• Required work: Without skipping a line, reproduce the entries exactly.

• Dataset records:
◆ ◆ ◆ ◆ ◆ ◆ ◆

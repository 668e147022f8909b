//! Backup and restore of the store's backing file.
//!
//! Backups are byte copies of the database file, optionally gzip
//! compressed. Compressed artifacts are recognised by the gzip magic
//! bytes, never by file extension.
//!
//! # Example
//!
//! ```no_run
//! use gogo_store::{BackupManager, BackupOptions, RestoreOptions};
//!
//! let manager = BackupManager::new("/home/me/.gogo.db");
//! let report = manager
//!     .backup(&BackupOptions::new("/backups/gogo.db.gz").compress(true).verify(true))
//!     .unwrap();
//! println!("wrote {} bytes", report.size);
//!
//! manager
//!     .restore(&RestoreOptions::new("/backups/gogo.db.gz").force(true))
//!     .unwrap();
//! ```

use std::fmt;
use std::fs::{self, File};
use std::io::{self, BufReader, BufWriter, Read, Write};
use std::path::{Path, PathBuf};
use std::time::UNIX_EPOCH;

use chrono::{DateTime, Local, Utc};
use flate2::read::GzDecoder;
use flate2::{Compression, GzBuilder};
use rusqlite::{Connection, OpenFlags};
use serde::Serialize;
use tracing::{debug, info, warn};

use crate::error::{Result, StoreError};
use crate::staged::{StagedFile, create_parent_dir, is_store_file, with_suffix};

const GZIP_MAGIC: [u8; 2] = [0x1f, 0x8b];

/// Options for [`BackupManager::backup`].
#[derive(Debug, Clone, PartialEq, Eq)]
pub struct BackupOptions {
    pub output: PathBuf,
    pub compress: bool,
    pub verify: bool,
}

impl BackupOptions {
    pub fn new(output: impl Into<PathBuf>) -> Self {
        Self {
            output: output.into(),
            compress: false,
            verify: false,
        }
    }

    pub fn compress(mut self, compress: bool) -> Self {
        self.compress = compress;
        self
    }

    pub fn verify(mut self, verify: bool) -> Self {
        self.verify = verify;
        self
    }
}

/// Options for [`BackupManager::restore`].
#[derive(Debug, Clone, PartialEq, Eq)]
pub struct RestoreOptions {
    pub backup_path: PathBuf,
    pub verify: bool,
    /// Take a raw safety copy of the existing store before overwriting it.
    pub create_backup: bool,
    /// Allow overwriting an existing store.
    pub force: bool,
}

impl RestoreOptions {
    pub fn new(backup_path: impl Into<PathBuf>) -> Self {
        Self {
            backup_path: backup_path.into(),
            verify: false,
            create_backup: false,
            force: false,
        }
    }

    pub fn verify(mut self, verify: bool) -> Self {
        self.verify = verify;
        self
    }

    pub fn create_backup(mut self, create_backup: bool) -> Self {
        self.create_backup = create_backup;
        self
    }

    pub fn force(mut self, force: bool) -> Self {
        self.force = force;
        self
    }
}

◆ ◆ ◆ ◆ ◆ ◆ ◆

• Output of the exercise:
repository 668e147022f8909b
//! Backup and restore of the store's backing file.
//!
//! Backups are byte copies of the database file, optionally gzip
//! compressed. Compressed artifacts are recognised by the gzip magic
//! bytes, never by file extension.
//!
//! # Example
//!
//! ```no_run
//! use gogo_store::{BackupManager, BackupOptions, RestoreOptions};
//!
//! let manager = BackupManager::new("/home/me/.gogo.db");
//! let report = manager
//!     .backup(&BackupOptions::new("/backups/gogo.db.gz").compress(true).verify(true))
//!     .unwrap();
//! println!("wrote {} bytes", report.size);
//!
//! manager
//!     .restore(&RestoreOptions::new("/backups/gogo.db.gz").force(true))
//!     .unwrap();
//! ```

use std::fmt;
use std::fs::{self, File};
use std::io::{self, BufReader, BufWriter, Read, Write};
use std::path::{Path, PathBuf};
use std::time::UNIX_EPOCH;

use chrono::{DateTime, Local, Utc};
use flate2::read::GzDecoder;
use flate2::{Compression, GzBuilder};
use rusqlite::{Connection, OpenFlags};
use serde::Serialize;
use tracing::{debug, info, warn};

use crate::error::{Result, StoreError};
use crate::staged::{StagedFile, create_parent_dir, is_store_file, with_suffix};

const GZIP_MAGIC: [u8; 2] = [0x1f, 0x8b];

/// Options for [`BackupManager::backup`].
#[derive(Debug, Clone, PartialEq, Eq)]
pub struct BackupOptions {
    pub output: PathBuf,
    pub compress: bool,
    pub verify: bool,
}

impl BackupOptions {
    pub fn new(output: impl Into<PathBuf>) -> Self {
        Self {
            output: output.into(),
            compress: false,
            verify: false,
        }
    }

    pub fn compress(mut self, compress: bool) -> Self {
        self.compress = compress;
        self
    }

    pub fn verify(mut self, verify: bool) -> Self {
        self.verify = verify;
        self
    }
}

/// Options for [`BackupManager::restore`].
#[derive(Debug, Clone, PartialEq, Eq)]
pub struct RestoreOptions {
    pub backup_path: PathBuf,
    pub verify: bool,
    /// Take a raw safety copy of the existing store before overwriting it.
    pub create_backup: bool,
    /// Allow overwriting an existing store.
    pub force: bool,
}

impl RestoreOptions {
    pub fn new(backup_path: impl Into<PathBuf>) -> Self {
        Self {
            backup_path: backup_path.into(),
            verify: false,
            create_backup: false,
            force: false,
        }
    }

    pub fn verify(mut self, verify: bool) -> Self {
        self.verify = verify;
        self
    }

    pub fn create_backup(mut self, create_backup: bool) -> Self {
        self.create_backup = create_backup;
        self
    }

    pub fn force(mut self, force: bool) -> Self {
        self.force = force;
        self
    }
}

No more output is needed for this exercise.